* **AIM OF THE EXERCISE**
Among the records, how many lines carry the string "ScopeMap"? Give that number with nothing added.

* **DATA SHOWN**
================================
//! Collection Navigation Rewriter.
//!
//! A collection-valued navigation cannot be represented as a scalar join:
//! `owner.Items` becomes an independent query over the target entity set,
//! filtered by the foreign key back to the owner. The outer key access is
//! wrapped in a null-conditional guard so a null owner yields an empty
//! collection instead of faulting.
//!
//! The produced subquery is stamped with the originating navigation so the
//! correlated collection extractor can later recognize and batch it; until
//! then it is evaluated per owner row (streaming).

use crate::model::{Model, Navigation, NavigationDirection};
use crate::query::expr::Expr;
use crate::query::scope::ScopeMap;
use crate::query::tree::QueryModel;
use crate::types::{EntityId, PropertyId, SourceIdGen};

/// Builds the key selector for `props` of `entity`, accessed on `object`.
///
/// Single-property keys stay bare; composite keys become an ordered tuple.
pub(crate) fn key_selector(
    model: &Model,
    entity: EntityId,
    object: Expr,
    props: &[PropertyId],
) -> Expr {
    let entity = model.entity(entity);
    let access = |prop: PropertyId, object: Expr| {
        let name = entity
            .property(prop)
            .map(|p| p.name.clone())
            .unwrap_or_default();
        Expr::property(object, name)
    };
    match props {
        [single] => access(*single, object),
        many => Expr::KeyTuple(
            many.iter()
                .map(|prop| access(*prop, object.clone()))
                .collect(),
        ),
    }
}

/// Builds the all-null comparand matching a key of `len` columns.
pub(crate) fn null_key(len: usize) -> Expr {
    if len <= 1 {
        Expr::null()
    } else {
        Expr::KeyTuple(vec![Expr::null(); len])
    }
}

/// Expands a collection navigation reached as the final step of a path.
///
/// `owner` is the (already rewritten) expression yielding the navigation's
/// owner row; `owner_entity` its entity type. Returns the correlated
/// filtered subquery over the navigation's target entity set.
pub fn expand(
    model: &Model,
    scope: &mut ScopeMap,
    ids: &mut SourceIdGen,
    owner: Expr,
    nav: &Navigation,
) -> QueryModel {
    debug_assert!(nav.collection);
    let fk = model.foreign_key(nav.foreign_key);

    // A collection navigation lives on the principal; its elements are the
    // dependents holding the foreign key.
    let (owner_entity, inner_props, owner_props) = match nav.direction {
        NavigationDirection::PrincipalToDependent => (
            fk.principal,
            fk.dependent_props.as_slice(),
            fk.principal_props.as_slice(),
        ),
        NavigationDirection::DependentToPrincipal => (
            fk.dependent,
            fk.principal_props.as_slice(),
            fk.dependent_props.as_slice(),
        ),
    };

    let inner_id = ids.fresh();
    scope.bind_entity(inner_id, nav.target);

    let inner_key = key_selector(model, nav.target, Expr::Source(inner_id), inner_props);
    let outer_key = Expr::null_conditional(
        owner.clone(),
        key_selector(model, owner_entity, owner, owner_props),
    );

    let mut query =
        QueryModel::from_entity(inner_id, nav.target).with_where(Expr::eq(inner_key, outer_key));
    query.origin_navigation = Some(nav.id);
    query
}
================================
* **RESPONSE TO THE EXERCISE**
2